__TRY IT__: For this exercise, copy out each line of the material below that includes "ModifyKind".

################

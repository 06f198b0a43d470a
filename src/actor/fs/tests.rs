use std::path::{Path, PathBuf};
use std::time::Duration;

use rustc_hash::FxHashMap;

use super::debouncer::{DEBOUNCE_MS, Debouncer, is_temp_file};
use super::router::route_changes;
use super::types::ChangeKind;
use crate::config::test_parse_config;
use crate::registry::{Registry, RouteKey, RouteKind};

fn make_event(paths: Vec<&str>, kind: notify::EventKind) -> notify::Event {
    notify::Event {
        kind,
        paths: paths.into_iter().map(PathBuf::from).collect(),
        attrs: Default::default(),
    }
}

fn modify_kind() -> notify::EventKind {
    notify::EventKind::Modify(notify::event::ModifyKind::Data(
        notify::event::DataChange::Any,
    ))
}

fn metadata_kind() -> notify::EventKind {
    notify::EventKind::Modify(notify::event::ModifyKind::Metadata(
        notify::event::MetadataKind::WriteTime,
    ))
}

fn create_kind() -> notify::EventKind {
    notify::EventKind::Create(notify::event::CreateKind::File)
}

fn remove_kind() -> notify::EventKind {
    notify::EventKind::Remove(notify::event::RemoveKind::File)
}

fn registry() -> Registry {
    Registry::from_config(&test_parse_config("")).unwrap()
}

fn changes(entries: &[(&str, ChangeKind)]) -> FxHashMap<PathBuf, ChangeKind> {
    entries
        .iter()
        .map(|(path, kind)| (PathBuf::from(path), *kind))
        .collect()
}

// ----------------------------------------------------------------------------
// debouncer
// ----------------------------------------------------------------------------

#[test]
fn test_debouncer_empty() {
    let mut debouncer = Debouncer::new();
    assert!(!debouncer.is_ready());
    assert!(debouncer.take_if_ready().is_none());
    assert_eq!(debouncer.sleep_duration(), Duration::from_secs(86400));
}

#[test]
fn test_event_kinds() {
    let mut debouncer = Debouncer::new();
    debouncer.add_event(&make_event(vec!["/tmp/a.scss"], create_kind()));
    debouncer.add_event(&make_event(vec!["/tmp/b.scss"], modify_kind()));
    debouncer.add_event(&make_event(vec!["/tmp/c.scss"], remove_kind()));

    assert_eq!(debouncer.changes.len(), 3);
    assert_eq!(debouncer.changes[Path::new("/tmp/a.scss")], ChangeKind::Created);
    assert_eq!(debouncer.changes[Path::new("/tmp/b.scss")], ChangeKind::Modified);
    assert_eq!(debouncer.changes[Path::new("/tmp/c.scss")], ChangeKind::Removed);
}

#[test]
fn test_metadata_only_ignored() {
    let mut debouncer = Debouncer::new();
    debouncer.add_event(&make_event(vec!["/tmp/a.scss"], metadata_kind()));
    assert!(debouncer.changes.is_empty());
    assert!(debouncer.last_event.is_none());
}

#[test]
fn test_temp_files_ignored() {
    let mut debouncer = Debouncer::new();
    debouncer.add_event(&make_event(
        vec!["/tmp/.main.scss.swp", "/tmp/main.scss~", "/tmp/x.bak"],
        modify_kind(),
    ));
    assert!(debouncer.changes.is_empty());
    assert!(debouncer.last_event.is_none());

    assert!(is_temp_file(Path::new("/tmp/item.js___jb_tmp___")));
    assert!(!is_temp_file(Path::new("/tmp/item.js")));
}

#[test]
fn test_dedup_first_event_wins() {
    let mut debouncer = Debouncer::new();
    debouncer.add_event(&make_event(vec!["/tmp/a.js"], create_kind()));
    debouncer.add_event(&make_event(vec!["/tmp/a.js", "/tmp/a.js"], modify_kind()));

    assert_eq!(debouncer.changes.len(), 1);
    assert_eq!(debouncer.changes[Path::new("/tmp/a.js")], ChangeKind::Created);
}

#[test]
fn test_remove_then_create_restores() {
    let mut debouncer = Debouncer::new();
    debouncer.add_event(&make_event(vec!["/tmp/a.js"], remove_kind()));
    debouncer.add_event(&make_event(vec!["/tmp/a.js"], create_kind()));
    assert_eq!(debouncer.changes[Path::new("/tmp/a.js")], ChangeKind::Created);
}

#[test]
fn test_modify_then_remove_upgrades() {
    let mut debouncer = Debouncer::new();
    debouncer.add_event(&make_event(vec!["/tmp/a.js"], modify_kind()));
    debouncer.add_event(&make_event(vec!["/tmp/a.js"], remove_kind()));
    assert_eq!(debouncer.changes[Path::new("/tmp/a.js")], ChangeKind::Removed);
}

#[test]
fn test_create_then_remove_discards() {
    let mut debouncer = Debouncer::new();
    debouncer.add_event(&make_event(vec!["/tmp/a.js"], create_kind()));
    debouncer.add_event(&make_event(vec!["/tmp/a.js"], remove_kind()));
    assert!(debouncer.changes.is_empty());
}

#[test]
fn test_quiet_window() {
    let mut debouncer = Debouncer::new();
    debouncer.add_event(&make_event(vec!["/tmp/a.js"], modify_kind()));

    assert!(debouncer.take_if_ready().is_none());
    assert!(debouncer.sleep_duration() <= Duration::from_millis(DEBOUNCE_MS));

    std::thread::sleep(Duration::from_millis(DEBOUNCE_MS + 20));
    let taken = debouncer.take_if_ready().unwrap();
    assert_eq!(taken.len(), 1);
    assert!(debouncer.changes.is_empty());
    assert!(debouncer.last_event.is_none());
}

// ----------------------------------------------------------------------------
// router
// ----------------------------------------------------------------------------

#[test]
fn test_item_script_change_routes_to_item_script_only() {
    let keys = route_changes(
        changes(&[("/site/src/item/js/item.js", ChangeKind::Modified)]),
        Path::new("/site"),
        &registry(),
    );
    assert_eq!(keys, [RouteKey::new("item", RouteKind::Script)]);
}

#[test]
fn test_multiple_changes_dedup_and_sort() {
    let keys = route_changes(
        changes(&[
            ("/site/src/item/js/item.js", ChangeKind::Modified),
            ("/site/src/item/js/other.js", ChangeKind::Created),
            ("/site/src/docs/scss/main.scss", ChangeKind::Modified),
        ]),
        Path::new("/site"),
        &registry(),
    );
    assert_eq!(
        keys,
        [
            RouteKey::new("docs", RouteKind::Style),
            RouteKey::new("item", RouteKind::Script),
        ]
    );
}

#[test]
fn test_removed_files_trigger_nothing() {
    let keys = route_changes(
        changes(&[("/site/src/item/js/item.js", ChangeKind::Removed)]),
        Path::new("/site"),
        &registry(),
    );
    assert!(keys.is_empty());
}

#[test]
fn test_paths_outside_root_ignored() {
    let keys = route_changes(
        changes(&[("/elsewhere/src/item/js/item.js", ChangeKind::Modified)]),
        Path::new("/site"),
        &registry(),
    );
    assert!(keys.is_empty());
}

#[test]
fn test_output_writes_do_not_loop() {
    let keys = route_changes(
        changes(&[
            ("/site/build/item/js/item.js", ChangeKind::Created),
            ("/site/build/item/css/main.css", ChangeKind::Modified),
        ]),
        Path::new("/site"),
        &registry(),
    );
    assert!(keys.is_empty());
}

################

__WORKED SOLUTION__:
    notify::EventKind::Modify(notify::event::ModifyKind::Data(
    notify::EventKind::Modify(notify::event::ModifyKind::Metadata(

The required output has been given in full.